Михаил: По словам Серафима Саровского, радость есть стяжание Духа Святого. Она не применима к земным удовольствиям типа пьянки, обжорства, «кайфа». Чем чище душа, тем больше она способна воспринимать такую радость. Грех, даже самый сладкий и изысканный, вызывает у нее лишь брезгливую неприязнь.
Отец Алексий: Ощущение Бога в сердце – вот высшее духовное наслаждение. Раз вкусив его, человек знает о той радости, которую будет вкушать на Небесах. Потому и мученики шли на смерть: они испытывали радость, а не боль. Человек, исполненный Духом Святым, всегда пребывает в этом состоянии, каждый святой жил в этой радости. Только не все могли выразить ее словами, так как это – неизреченная радость.
Алевтина: Со святыми, с праведниками все ясно. Но как обычному человеку сделать выбор между добром и злом? Ко злу прийти так просто, а чтобы вкусить блаженство нужно еще как потрудиться.
Петр: Святые Отцы говорят: «Отдай кровь и прими Духа».
Светлана: На это способен далеко не каждый. Почему бы Господу не приоткрыть немного эту радость, чтобы мы знали, к чему стремиться?

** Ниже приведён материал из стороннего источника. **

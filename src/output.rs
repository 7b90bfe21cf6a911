use std::path::PathBuf;

use csv_core::WriteResult;

#[derive(clap::ValueEnum, Clone, Copy, Debug, PartialEq, Eq)]
pub enum Format {
    Table,
    Jsonl,
    Csv,
}

#[derive(clap::Parser)]
#[group(id = "output::Args")]
pub struct Args {
    /// Write to this file instead of the standard output.
    #[arg(long, short = 'o')]
    output: Option<PathBuf>,
    #[arg(long, short='f', value_enum, default_value_t = Format::Table)]
    format: Format,
}

#[derive(thiserror::Error, Debug)]
pub enum Error {
    #[error("could not open the specified output file at {1:?}")]
    OpenOutputFile(#[source] std::io::Error, PathBuf),
    #[error("could not write data to the output file at {1:?}")]
    WriteFile(#[source] std::io::Error, PathBuf),
    #[error("could not write data to the terminal")]
    WriteStdout(#[source] std::io::Error),
    #[error("could not serialize a record to JSON")]
    SerializeJson(#[source] serde_json::Error),
    #[error("could not fit a CSV field into the output buffer")]
    SerializeCsv,
}

/// A row of output.
pub trait Record: serde::Serialize {
    /// Column names for the table and CSV formats.
    const HEADERS: &'static [&'static str];

    /// Cells for the table and CSV formats, in the order of [`Record::HEADERS`].
    fn cells(&self) -> Vec<String>;
}

impl Args {
    pub fn to_output(self) -> Result<Output, Error> {
        let io = match &self.output {
            None => Box::new(std::io::stdout().lock()) as Box<_>,
            Some(path) => Box::new(
                std::fs::OpenOptions::new()
                    .write(true)
                    .create(true)
                    .truncate(true)
                    .open(path)
                    .map_err(|e| Error::OpenOutputFile(e, path.clone()))?,
            ) as Box<_>,
        };
        Ok(Output::new(self.format, self.output, io))
    }
}

pub struct Output {
    path: Option<PathBuf>,
    io: Box<dyn std::io::Write>,
    formatter: Formatter,
}

enum Formatter {
    Csv { written_headers: bool },
    Table { comfy: comfy_table::Table, written_headers: bool },
    Jsonl,
}

impl Output {
    pub fn new(format: Format, path: Option<PathBuf>, io: Box<dyn std::io::Write>) -> Self {
        let formatter = match format {
            Format::Table => {
                let mut comfy = comfy_table::Table::new();
                comfy.set_content_arrangement(comfy_table::ContentArrangement::Dynamic);
                Formatter::Table { comfy, written_headers: false }
            }
            Format::Jsonl => Formatter::Jsonl,
            Format::Csv => Formatter::Csv { written_headers: false },
        };
        Self { path, io, formatter }
    }

    pub fn record<R: Record>(&mut self, record: &R) -> Result<(), Error> {
        match &mut self.formatter {
            Formatter::Csv { written_headers } => {
                if !std::mem::replace(written_headers, true) {
                    self.write_csv_row(R::HEADERS)?;
                }
                self.write_csv_row(&record.cells())?;
            }
            Formatter::Table { comfy, written_headers } => {
                if !std::mem::replace(written_headers, true) {
                    comfy.set_header(R::HEADERS.to_vec());
                }
                comfy.add_row(record.cells());
            }
            Formatter::Jsonl => {
                serde_json::to_writer(&mut self.io, record).map_err(Error::SerializeJson)?;
                writeln!(self.io).map_err(|e| self.write_error(e))?
            }
        }
        Ok(())
    }

    fn write_csv_row<V: AsRef<str>>(&mut self, values: &[V]) -> Result<(), Error> {
        let row = csv_row(values)?;
        self.io.write_all(&row).map_err(|e| self.write_error(e))
    }

    fn write_error(&self, e: std::io::Error) -> Error {
        match &self.path {
            None => Error::WriteStdout(e),
            Some(p) => Error::WriteFile(e, p.into()),
        }
    }

    pub fn commit(mut self) -> Result<(), Error> {
        if let Formatter::Table { comfy, written_headers: true } = &self.formatter {
            writeln!(self.io, "{comfy}").map_err(|e| self.write_error(e))?;
        }
        self.io.flush().map_err(|e| self.write_error(e))
    }
}

fn csv_row<V: AsRef<str>>(values: &[V]) -> Result<Vec<u8>, Error> {
    // Every byte quoted and escaped, plus the delimiter or terminator.
    let max_len = 2 + 2 * values.iter().map(|v| v.as_ref().len()).max().unwrap_or(0);
    let mut buffer = vec![0; max_len];
    let mut row = Vec::new();
    let mut writer = csv_core::Writer::new();
    for (index, value) in values.iter().enumerate() {
        if index != 0 {
            let (WriteResult::InputEmpty, ob) = writer.delimiter(&mut buffer) else {
                return Err(Error::SerializeCsv);
            };
            row.extend_from_slice(&buffer[..ob]);
        }
        let (WriteResult::InputEmpty, _, ob) = writer.field(value.as_ref().as_bytes(), &mut buffer)
        else {
            return Err(Error::SerializeCsv);
        };
        row.extend_from_slice(&buffer[..ob]);
    }
    let (WriteResult::InputEmpty, ob) = writer.terminator(&mut buffer) else {
        return Err(Error::SerializeCsv);
    };
    row.extend_from_slice(&buffer[..ob]);
    Ok(row)
}
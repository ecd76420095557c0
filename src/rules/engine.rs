//! The turn-rotation and end-of-game state machine.
//!
//! `GameEngine` owns one game's `GameSession` and applies turn results to the
//! player list it is handed. Every transition is driven by
//! `apply_turn_result`; `select_tie_breaker_winner` is the only way out of a
//! tie.
//!
//! ## Trusting the caller
//!
//! The engine does not enforce the entry threshold. A bank below it for a
//! player who is not yet on board is still added to the score. Callers gate
//! banks with `can_bank` first; `SessionController::bank` does.

use tracing::{debug, info};

use super::tie::{find_loser_index, find_tied_players};
use crate::core::{
    FarkleConfig, GamePhase, GameSession, PlayerId, PlayerRegistry, Points, TiedPlayers,
};

/// Result of a completed game.
#[derive(Clone, Debug, PartialEq, Eq)]
pub enum GameResult {
    /// Single winner.
    Winner { winner: PlayerId, loser: PlayerId },
    /// Two or more players share the top score; waiting on a tie-breaker.
    TieBreak { tied: TiedPlayers, loser: PlayerId },
}

impl GameResult {
    /// Check if a player won outright.
    #[must_use]
    pub fn is_winner(&self, player: PlayerId) -> bool {
        matches!(self, GameResult::Winner { winner, .. } if *winner == player)
    }

    /// Lowest-scoring seat; starts the next game.
    #[must_use]
    pub fn loser(&self) -> PlayerId {
        match self {
            GameResult::Winner { loser, .. } | GameResult::TieBreak { loser, .. } => *loser,
        }
    }
}

/// What a single `apply_turn_result` call did.
#[derive(Clone, Debug, PartialEq, Eq)]
pub enum TurnOutcome {
    /// The game was already over; nothing changed.
    Ignored,
    /// The turn passed to `next`.
    Advanced { next: PlayerId },
    /// `leader` reached the target; the rest of the round is owed a turn.
    LastRoundStarted { leader: PlayerId, next: PlayerId },
    /// The final round completed.
    Finished(GameResult),
}

/// Farkle state machine for one game.
///
/// ## Example
///
/// ```
/// use farkle_engine::core::{FarkleConfig, PlayerId, PlayerRegistry};
/// use farkle_engine::rules::{GameEngine, TurnOutcome};
///
/// let mut players = PlayerRegistry::new();
/// players.add_player("Alice", |_| 0);
/// players.add_player("Bob", |_| 0);
///
/// let mut engine = GameEngine::new(FarkleConfig::default(), players.len(), None);
///
/// // Alice banks 500 and gets on board.
/// let outcome = engine.apply_turn_result(&mut players, 500);
/// assert_eq!(outcome, TurnOutcome::Advanced { next: PlayerId::new(1) });
/// assert!(players[PlayerId::new(0)].on_board);
///
/// // Bob farkles.
/// engine.apply_turn_result(&mut players, 0);
/// assert_eq!(engine.current_player(), PlayerId::new(0));
/// assert!(!players[PlayerId::new(1)].on_board);
/// ```
#[derive(Clone, Debug)]
pub struct GameEngine {
    config: FarkleConfig,
    session: GameSession,
}

impl GameEngine {
    /// Start a game for `player_count` seats.
    ///
    /// `starting_player` seeds the first turn when it is a valid seat.
    #[must_use]
    pub fn new(config: FarkleConfig, player_count: usize, starting_player: Option<PlayerId>) -> Self {
        let session = GameSession::new(player_count, starting_player);
        info!(
            player_count,
            starting_player = %session.current_player(),
            target = config.target_score,
            "game started"
        );
        Self { config, session }
    }

    /// Rules in effect.
    #[must_use]
    pub fn config(&self) -> &FarkleConfig {
        &self.config
    }

    /// Per-game state.
    #[must_use]
    pub fn session(&self) -> &GameSession {
        &self.session
    }

    /// Seat whose turn it is.
    #[must_use]
    pub fn current_player(&self) -> PlayerId {
        self.session.current_player()
    }

    /// Current phase.
    #[must_use]
    pub fn phase(&self) -> GamePhase {
        self.session.phase()
    }

    /// Has the final round completed?
    #[must_use]
    pub fn is_game_over(&self) -> bool {
        self.session.is_game_over()
    }

    /// Would banking `points` be allowed for the current player?
    ///
    /// Players already on board may bank anything. Everyone else needs at
    /// least the entry threshold in a single turn.
    #[must_use]
    pub fn can_bank(&self, players: &PlayerRegistry, points: Points) -> bool {
        let player = &players[self.current_player()];
        player.on_board || points >= self.config.entry_threshold
    }

    /// Apply the end of the current player's turn.
    ///
    /// `banked` is the turn total for a bank, or 0 for a farkle. The value
    /// is trusted: see the module docs. After the game is over every call is
    /// ignored.
    pub fn apply_turn_result(&mut self, players: &mut PlayerRegistry, banked: Points) -> TurnOutcome {
        if self.session.is_game_over() {
            debug!(banked, "turn result after game over ignored");
            return TurnOutcome::Ignored;
        }
        debug_assert_eq!(players.len(), self.session.player_count());

        let current = self.current_player();
        let player = &mut players[current];

        if banked > 0 && !player.on_board && banked >= self.config.entry_threshold {
            player.on_board = true;
            debug!(player = %current, name = %player.name, banked, "player on board");
        }
        player.score = player.score.saturating_add(banked);
        let score = player.score;

        debug!(player = %current, banked, score, "turn applied");
        self.session.record_turn(current, banked, score);

        let mut leader = None;
        if score >= self.config.target_score && self.session.mark_target_reached(current) {
            info!(player = %current, score, "target reached, last round");
            leader = Some(current);
        }

        let next = self.next_player();

        if self.session.in_last_round() && self.session.at_round_boundary() {
            return TurnOutcome::Finished(self.conclude(players));
        }

        match leader {
            Some(leader) => TurnOutcome::LastRoundStarted { leader, next },
            None => TurnOutcome::Advanced { next },
        }
    }

    /// Pass the turn without touching any score.
    ///
    /// Pure rotation: wraps at the player count and counts the turn. Does not
    /// evaluate the end of the game; `apply_turn_result` does that after
    /// rotating.
    pub fn next_player(&mut self) -> PlayerId {
        self.session.advance();
        self.session.current_player()
    }

    /// Settle a tie-breaker in favour of `player`.
    ///
    /// # Panics
    ///
    /// Panics if no tie-breaker is pending or `player` is not one of the
    /// tied seats.
    pub fn select_tie_breaker_winner(&mut self, players: &PlayerRegistry, player: PlayerId) -> GameResult {
        assert!(self.session.in_tie_breaker(), "No tie-breaker pending");
        self.session.resolve_tie(player);
        info!(winner = %player, "tie-breaker resolved");

        GameResult::Winner {
            winner: player,
            loser: self.loser(players).unwrap_or(player),
        }
    }

    /// Winner of a finished game.
    ///
    /// `None` while the game is running or a tie-breaker is pending. Always
    /// decided by final score (or tie-breaker selection), never by who
    /// reached the target first.
    #[must_use]
    pub fn winner(&self, players: &PlayerRegistry) -> Option<PlayerId> {
        if !self.session.is_game_over() || self.session.in_tie_breaker() {
            return None;
        }
        self.session
            .selected_winner()
            .or_else(|| find_tied_players(players).first().copied())
    }

    /// Loser of a finished game (first seat with the lowest score).
    #[must_use]
    pub fn loser(&self, players: &PlayerRegistry) -> Option<PlayerId> {
        if !self.session.is_game_over() {
            return None;
        }
        find_loser_index(players)
    }

    fn conclude(&mut self, players: &PlayerRegistry) -> GameResult {
        self.session.finish();

        let tied = find_tied_players(players);
        // The session has at least one seat, so both are present.
        let loser = find_loser_index(players).unwrap_or(PlayerId::new(0));

        if tied.len() > 1 {
            info!(?tied, "game over, tie for first");
            self.session.enter_tie_breaker(tied.clone());
            GameResult::TieBreak { tied, loser }
        } else {
            let winner = tied.first().copied().unwrap_or(PlayerId::new(0));
            info!(winner = %winner, loser = %loser, "game over");
            GameResult::Winner { winner, loser }
        }
    }
}

#[cfg(test)]
mod tests {
    use super::*;
    use crate::core::Player;

    fn seated(names: &[&str]) -> PlayerRegistry {
        let mut players = PlayerRegistry::new();
        for name in names {
            players.add_player(name, |_| 0);
        }
        players
    }

    fn engine_for(players: &PlayerRegistry) -> GameEngine {
        GameEngine::new(FarkleConfig::default(), players.len(), None)
    }

    #[test]
    fn test_game_result_is_winner() {
        let result = GameResult::Winner { winner: PlayerId::new(1), loser: PlayerId::new(0) };
        assert!(!result.is_winner(PlayerId::new(0)));
        assert!(result.is_winner(PlayerId::new(1)));
        assert_eq!(result.loser(), PlayerId::new(0));

        let tie = GameResult::TieBreak {
            tied: TiedPlayers::from_slice(&[PlayerId::new(0), PlayerId::new(1)]),
            loser: PlayerId::new(2),
        };
        assert!(!tie.is_winner(PlayerId::new(0)));
        assert_eq!(tie.loser(), PlayerId::new(2));
    }

    #[test]
    fn test_bank_gets_on_board() {
        let mut players = seated(&["Alice", "Bob"]);
        let mut engine = engine_for(&players);

        let outcome = engine.apply_turn_result(&mut players, 500);

        assert_eq!(outcome, TurnOutcome::Advanced { next: PlayerId::new(1) });
        assert_eq!(players[PlayerId::new(0)].score, 500);
        assert!(players[PlayerId::new(0)].on_board);
    }

    #[test]
    fn test_farkle_keeps_off_board() {
        let mut players = seated(&["Alice", "Bob"]);
        let mut engine = engine_for(&players);

        engine.apply_turn_result(&mut players, 500);
        engine.apply_turn_result(&mut players, 0);

        assert_eq!(players[PlayerId::new(1)].score, 0);
        assert!(!players[PlayerId::new(1)].on_board);
        assert_eq!(engine.current_player(), PlayerId::new(0));
    }

    #[test]
    fn test_engine_trusts_sub_threshold_bank() {
        let mut players = seated(&["Alice", "Bob"]);
        let mut engine = engine_for(&players);

        assert!(!engine.can_bank(&players, 250));
        engine.apply_turn_result(&mut players, 250);

        assert_eq!(players[PlayerId::new(0)].score, 250);
        assert!(!players[PlayerId::new(0)].on_board);
    }

    #[test]
    fn test_can_bank_once_on_board() {
        let mut players = seated(&["Alice", "Bob"]);
        players[PlayerId::new(0)].on_board = true;
        let engine = engine_for(&players);

        assert!(engine.can_bank(&players, 50));
        assert!(engine.can_bank(&players, 0));
    }

    #[test]
    fn test_scores_kept_separately() {
        let mut players = seated(&["Alice", "Bob", "Charlie"]);
        let mut engine = engine_for(&players);

        engine.apply_turn_result(&mut players, 600);
        engine.apply_turn_result(&mut players, 700);
        engine.apply_turn_result(&mut players, 800);
        engine.apply_turn_result(&mut players, 50);

        assert_eq!(players[PlayerId::new(0)].score, 650);
        assert_eq!(players[PlayerId::new(1)].score, 700);
        assert_eq!(players[PlayerId::new(2)].score, 800);
        assert_eq!(engine.session().history().len(), 4);
    }

    #[test]
    fn test_next_player_cycles() {
        let players = seated(&["Alice", "Bob", "Charlie"]);
        let mut engine = engine_for(&players);

        for _ in 0..10 {
            engine.next_player();
        }

        assert_eq!(engine.current_player(), PlayerId::new(1));
        assert_eq!(engine.session().total_turns(), 10);
    }

    #[test]
    fn test_last_round_then_game_over() {
        let mut players = PlayerRegistry::from(vec![
            Player { name: "Alice".into(), score: 9500, on_board: true, wins: 0 },
            Player { name: "Bob".into(), score: 2000, on_board: true, wins: 0 },
            Player { name: "Charlie".into(), score: 8000, on_board: true, wins: 0 },
        ]);
        let mut engine = engine_for(&players);

        let outcome = engine.apply_turn_result(&mut players, 1000);
        assert_eq!(
            outcome,
            TurnOutcome::LastRoundStarted { leader: PlayerId::new(0), next: PlayerId::new(1) }
        );
        assert_eq!(engine.phase(), GamePhase::LastRound);
        assert!(engine.winner(&players).is_none());

        engine.apply_turn_result(&mut players, 0);
        let outcome = engine.apply_turn_result(&mut players, 0);

        assert_eq!(
            outcome,
            TurnOutcome::Finished(GameResult::Winner {
                winner: PlayerId::new(0),
                loser: PlayerId::new(1),
            })
        );
        assert!(engine.is_game_over());
        assert_eq!(engine.winner(&players), Some(PlayerId::new(0)));
        assert_eq!(engine.loser(&players), Some(PlayerId::new(1)));
    }

    #[test]
    fn test_last_seat_reaching_target_ends_immediately() {
        let mut players = seated(&["Alice", "Bob"]);
        players[PlayerId::new(1)].score = 9800;
        players[PlayerId::new(1)].on_board = true;
        let mut engine = engine_for(&players);

        engine.apply_turn_result(&mut players, 0);
        let outcome = engine.apply_turn_result(&mut players, 300);

        assert!(matches!(outcome, TurnOutcome::Finished(ref r) if r.is_winner(PlayerId::new(1))));
    }

    #[test]
    fn test_turns_after_game_over_ignored() {
        let mut players = seated(&["Alice", "Bob"]);
        let mut engine = GameEngine::new(FarkleConfig::new().with_target_score(500), 2, None);

        engine.apply_turn_result(&mut players, 600);
        engine.apply_turn_result(&mut players, 0);
        assert!(engine.is_game_over());

        let outcome = engine.apply_turn_result(&mut players, 5000);

        assert_eq!(outcome, TurnOutcome::Ignored);
        assert_eq!(players[PlayerId::new(0)].score, 600);
        assert_eq!(engine.session().total_turns(), 2);
    }

    #[test]
    fn test_tie_enters_tie_breaker() {
        let mut players = seated(&["Alice", "Bob", "Charlie"]);
        let mut engine = GameEngine::new(FarkleConfig::new().with_target_score(1000), 3, None);

        engine.apply_turn_result(&mut players, 1000);
        engine.apply_turn_result(&mut players, 1000);
        let outcome = engine.apply_turn_result(&mut players, 500);

        let TurnOutcome::Finished(GameResult::TieBreak { tied, loser }) = outcome else {
            panic!("expected tie-breaker, got {:?}", outcome);
        };
        assert_eq!(tied.as_slice(), &[PlayerId::new(0), PlayerId::new(1)]);
        assert_eq!(loser, PlayerId::new(2));
        assert_eq!(engine.phase(), GamePhase::TieBreaker);
        assert!(engine.winner(&players).is_none());

        let result = engine.select_tie_breaker_winner(&players, PlayerId::new(1));

        assert!(result.is_winner(PlayerId::new(1)));
        assert_eq!(engine.phase(), GamePhase::Over);
        assert_eq!(engine.winner(&players), Some(PlayerId::new(1)));
        assert!(engine.session().tied_players().is_empty());
    }

    #[test]
    #[should_panic(expected = "No tie-breaker pending")]
    fn test_select_without_tie_panics() {
        let players = seated(&["Alice", "Bob"]);
        let mut engine = engine_for(&players);
        engine.select_tie_breaker_winner(&players, PlayerId::new(0));
    }
}
//! Final standings: top scorers, ties, and the loser.
//!
//! Pure functions over the player list, evaluated on demand so they can
//! never drift out of sync with the scores they describe.

use tracing::debug;

use crate::core::{GameRng, PlayerId, PlayerRegistry, Points, TiedPlayers};

/// Highest score at the table, or `None` with no players.
#[must_use]
pub fn highest_score(players: &PlayerRegistry) -> Option<Points> {
    players.iter().map(|(_, p)| p.score).max()
}

/// Every seat holding the highest score, in ascending seat order.
///
/// A single entry means an outright leader; two or more means a
/// tie-breaker is needed.
///
/// ```
/// use farkle_engine::core::{Player, PlayerId, PlayerRegistry};
/// use farkle_engine::rules::find_tied_players;
///
/// let players = PlayerRegistry::from(vec![
///     Player { name: "Alice".into(), score: 8000, on_board: true, wins: 0 },
///     Player { name: "Bob".into(), score: 12000, on_board: true, wins: 0 },
///     Player { name: "Charlie".into(), score: 12000, on_board: true, wins: 0 },
/// ]);
/// assert_eq!(find_tied_players(&players).as_slice(), &[PlayerId::new(1), PlayerId::new(2)]);
/// ```
#[must_use]
pub fn find_tied_players(players: &PlayerRegistry) -> TiedPlayers {
    let Some(max) = highest_score(players) else {
        return TiedPlayers::new();
    };
    players
        .iter()
        .filter(|(_, p)| p.score == max)
        .map(|(id, _)| id)
        .collect()
}

/// First seat holding the lowest score.
///
/// The loser starts the next game. With equal scores the first seat is the
/// loser.
#[must_use]
pub fn find_loser_index(players: &PlayerRegistry) -> Option<PlayerId> {
    // min_by_key keeps the first of equal elements
    players.iter().min_by_key(|(_, p)| p.score).map(|(id, _)| id)
}

/// Settle a tie by dice: each contender rolls, the high roll wins, and
/// players sharing the high roll go again.
///
/// # Panics
///
/// Panics if `tied` is empty.
pub fn roll_off(tied: &[PlayerId], rng: &mut GameRng) -> PlayerId {
    assert!(!tied.is_empty(), "Roll-off needs at least one player");

    let mut contenders: TiedPlayers = TiedPlayers::from_slice(tied);
    while contenders.len() > 1 {
        let rolls = std::mem::take(&mut contenders);
        let faces: Vec<u8> = rolls.iter().map(|_| rng.roll_die()).collect();
        let best = faces.iter().copied().max().unwrap_or(0);

        debug!(?rolls, ?faces, best, "tie-breaker roll");

        contenders = rolls
            .into_iter()
            .zip(faces)
            .filter(|&(_, face)| face == best)
            .map(|(id, _)| id)
            .collect();
    }
    contenders[0]
}
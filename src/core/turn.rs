//! Pending points for the turn in progress.

use serde::{Deserialize, Serialize};

use crate::scoring::Combination;

/// Point values. Scores and banks are never negative.
pub type Points = u32;

/// Running total of the current player's unbanked points.
///
/// Independent of game state: the caller decides whether the total is
/// banked or thrown away on a farkle.
///
/// ```
/// use farkle_engine::core::TurnAccumulator;
/// use farkle_engine::scoring::Combination;
///
/// let mut turn = TurnAccumulator::new();
/// turn.add_combination(Combination::TripleFives);
/// turn.add(50);
/// assert_eq!(turn.clear(), 550);
/// assert_eq!(turn.total(), 0);
/// ```
#[derive(Clone, Copy, Debug, Default, PartialEq, Eq, Serialize, Deserialize)]
pub struct TurnAccumulator {
    points: Points,
}

impl TurnAccumulator {
    /// Start an empty turn.
    #[must_use]
    pub const fn new() -> Self {
        Self { points: 0 }
    }

    /// Add scored points to the running total.
    pub fn add(&mut self, points: Points) {
        self.points = self.points.saturating_add(points);
    }

    /// Add the value of a scoring combination.
    pub fn add_combination(&mut self, combination: Combination) {
        self.add(combination.points());
    }

    /// Current unbanked total.
    #[must_use]
    pub const fn total(&self) -> Points {
        self.points
    }

    /// Take the total and reset to zero.
    pub fn clear(&mut self) -> Points {
        std::mem::take(&mut self.points)
    }
}
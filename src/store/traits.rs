//! The store seam.

use super::error::Result;
use super::table::WinTable;

/// Backing storage for the win record.
pub trait WinStore {
    /// Read the whole record. Unreadable data loads as an empty table.
    fn load(&self) -> WinTable;

    /// Replace the whole record.
    fn set_all(&mut self, table: &WinTable) -> Result<()>;

    /// Delete the record.
    fn clear(&mut self) -> Result<()>;

    /// Wins recorded for `name`, 0 if unknown.
    fn get(&self, name: &str) -> u32 {
        self.load().get(name)
    }
}

impl<S: WinStore + ?Sized> WinStore for Box<S> {
    fn load(&self) -> WinTable {
        (**self).load()
    }

    fn set_all(&mut self, table: &WinTable) -> Result<()> {
        (**self).set_all(table)
    }

    fn clear(&mut self) -> Result<()> {
        (**self).clear()
    }

    fn get(&self, name: &str) -> u32 {
        (**self).get(name)
    }
}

Надежда: Меня, когда я начала воцерковляться, больше всего поразили праздники. Казалось, что они остались где-то далеко, в детстве. У взрослых – только ожидание и разочарование. Сначала готовимся как сумасшедшие, потом моем горы посуды и жалеем, что все прошло не так, что самого главного, чего так ждали, не случилось, что радость прошла мимо. Особенно сильны эти чувства на Новый год. Даже если нет сильного похмелья, даже если все прошло относительно благополучно – без драк и пьяных слез, все равно остается какая-то пустота в сердце от сумбурного многочасового общения. А церковные праздники состоят из одной сути – без ожидания, без разочарования. Молча отстоял службу и идешь домой с потеплевшей душой, хотя и сам толком не понимаешь, что с тобой произошло, да и само богослужение поначалу – китайская грамота.